The best model ended up being a logistic regresstion, using the Recursive Feature Elimination tool. With this method, the process of dropping features and model building was repeated until only 3 elements were left: 'seed', 'plus/minus', and 'wins * plus/minus'. It can be seen from looking at most of the data and the modeling that seeding remains the most important predictor. Our first naive model (based solely on tournment seeding) scored .746 on the training data and .755 on the test data. The second model, which incorporated conferences with seeds, the training data scored .743 and the test data .76. The final model using Recursive Feature Elimination only slightly outscored the second model. This is all to say, that as is mentioned throughout the notebooks, most of the teams that are seeded between 5-12 have similar season statistics so predicting who will win these games is extremely challenging. Every team that qualifies for the March Madness tournament has impecable records, so to qualify above 12, means that your team most likely only lost a handfull of times, and is extremely competitive.

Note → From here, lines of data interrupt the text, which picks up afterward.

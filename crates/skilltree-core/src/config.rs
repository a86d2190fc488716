use crate::error::{Result, SkillError};
use crate::paths;
use serde::{Deserialize, Serialize};
use std::path::Path;

// ---------------------------------------------------------------------------
// ConfigWarning / WarnLevel
// ---------------------------------------------------------------------------

#[derive(Debug, Clone, Serialize, Deserialize)]
pub struct ConfigWarning {
    pub level: WarnLevel,
    pub message: String,
}

#[derive(Debug, Clone, PartialEq, Serialize, Deserialize)]
#[serde(rename_all = "snake_case")]
pub enum WarnLevel {
    Warning,
    Error,
}

// ---------------------------------------------------------------------------
// ServerConfig
// ---------------------------------------------------------------------------

#[derive(Debug, Clone, Serialize, Deserialize)]
pub struct ServerConfig {
    #[serde(default = "default_port")]
    pub port: u16,
    /// How often the background pass promotes locked skills whose
    /// dependencies are mastered.
    #[serde(default = "default_reconcile_interval")]
    pub reconcile_interval_ms: u64,
    #[serde(default = "default_request_timeout")]
    pub request_timeout_secs: u64,
}

fn default_port() -> u16 {
    3141
}

fn default_reconcile_interval() -> u64 {
    1000
}

fn default_request_timeout() -> u64 {
    30
}

impl Default for ServerConfig {
    fn default() -> Self {
        Self {
            port: default_port(),
            reconcile_interval_ms: default_reconcile_interval(),
            request_timeout_secs: default_request_timeout(),
        }
    }
}

// ---------------------------------------------------------------------------
// Config (top-level)
// ---------------------------------------------------------------------------

#[derive(Debug, Clone, Serialize, Deserialize)]
pub struct Config {
    #[serde(default = "default_version")]
    pub version: u32,
    /// `y` of the first node of level 1 in a fresh container.
    #[serde(default = "default_start_y")]
    pub start_y: i64,
    /// Lane every generated node is placed in.
    #[serde(default)]
    pub lane_x: i64,
    /// Upper bound on parent-skill hops when resolving who owns a sub-tree.
    #[serde(default = "default_max_subtree_depth")]
    pub max_subtree_depth: u32,
    #[serde(default)]
    pub server: ServerConfig,
}

fn default_version() -> u32 {
    1
}

fn default_start_y() -> i64 {
    100
}

fn default_max_subtree_depth() -> u32 {
    32
}

impl Default for Config {
    fn default() -> Self {
        Self {
            version: default_version(),
            start_y: default_start_y(),
            lane_x: 0,
            max_subtree_depth: default_max_subtree_depth(),
            server: ServerConfig::default(),
        }
    }
}

impl Config {
    pub fn load(root: &Path) -> Result<Self> {
        let path = paths::config_path(root);
        if !path.exists() {
            return Err(SkillError::NotInitialized);
        }
        let data = std::fs::read_to_string(&path)?;
        let cfg: Config = serde_yaml::from_str(&data)?;
        Ok(cfg)
    }

    pub fn save(&self, root: &Path) -> Result<()> {
        let path = paths::config_path(root);
        let data = serde_yaml::to_string(self)?;
        crate::io::atomic_write(&path, data.as_bytes())
    }

    pub fn validate(&self) -> Vec<ConfigWarning> {
        let mut warnings = Vec::new();

        if self.max_subtree_depth == 0 {
            warnings.push(ConfigWarning {
                level: WarnLevel::Error,
                message: "max_subtree_depth is 0: nested skill trees can never be resolved"
                    .to_string(),
            });
        }

        if self.server.reconcile_interval_ms < 100 {
            warnings.push(ConfigWarning {
                level: WarnLevel::Warning,
                message: format!(
                    "server.reconcile_interval_ms={} (<100 keeps the database busy)",
                    self.server.reconcile_interval_ms
                ),
            });
        }

        if self.server.request_timeout_secs == 0 {
            warnings.push(ConfigWarning {
                level: WarnLevel::Error,
                message: "server.request_timeout_secs is 0: every request would time out"
                    .to_string(),
            });
        }

        warnings
    }
}

// ---------------------------------------------------------------------------
// Tests
// ---------------------------------------------------------------------------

Although I failed to make a model that could make amazing predictions (and make some money in the process), I am not completely shocked by this. The NCAA seedings are highly reflective of regular season stats, and the conferences that they occurred in. It would be shocking to me if incorporating those statistics could out predict NCAA's own analysis of each team's worth by any LARGE margin (I was hopeful for an .8 though!).
When I continue working on this project, I would like to consider the following:
I would solely focus on teams seeded between 5 and 12. These are the interesting match ups that are hard to predict.
I would also like to incorporate the performance of the team during the previous tournament. If teams did well in the previous year and have returning players, this type of experience is significant.
I would look in to more information on non-regular season games, including which teams won their conferences, and which teams played eachother in early season tournaments. Teams from different conferences often play eachother in early season tournaments, and those outcomes could aid in predicting first round matchups, and in attempting to measure the strengths of different conferences.